[Collected data entries]
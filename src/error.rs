//! Error taxonomy for the scheduling core.
//!
//! Validation failures are rejected synchronously and never reach the store.
//! Storage failures abort the in-progress operation and suppress the
//! corresponding event. Broker/transport failures are NOT represented here —
//! they are absorbed inside the publisher and surface as a degraded outcome,
//! never as an error to the caller.

use chrono::{DateTime, Utc};

#[derive(Debug, thiserror::Error)]
pub enum Error {
    /// Malformed recurrence rule (interval, end condition, or date value).
    #[error("invalid recurrence rule: {0}")]
    InvalidRule(String),

    /// `remind_at` was not strictly in the future at creation time.
    #[error("reminder time {remind_at} is not in the future (now: {now})")]
    InvalidReminderTime {
        remind_at: DateTime<Utc>,
        now: DateTime<Utc>,
    },

    /// The task or reminder targeted by a mutating operation does not exist.
    #[error("{kind} not found: {id}")]
    NotFound { kind: &'static str, id: String },

    /// Underlying store failure.
    #[error("storage error: {0}")]
    Storage(String),
}

pub type Result<T> = std::result::Result<T, Error>;

impl From<anyhow::Error> for Error {
    fn from(e: anyhow::Error) -> Self {
        Self::Storage(format!("{e:#}"))
    }
}

impl From<sqlx::Error> for Error {
    fn from(e: sqlx::Error) -> Self {
        Self::Storage(e.to_string())
    }
}

impl Error {
    pub fn task_not_found(id: impl Into<String>) -> Self {
        Self::NotFound {
            kind: "task",
            id: id.into(),
        }
    }

    pub fn reminder_not_found(id: impl Into<String>) -> Self {
        Self::NotFound {
            kind: "reminder",
            id: id.into(),
        }
    }
}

■ YOUR OBJECTIVE ■
Lines containing the word "failures": copy every one of them from the records above.

■ RESPONSE AREA ■
//! Validation failures are rejected synchronously and never reach the store.
//! Storage failures abort the in-progress operation and suppress the
//! corresponding event. Broker/transport failures are NOT represented here —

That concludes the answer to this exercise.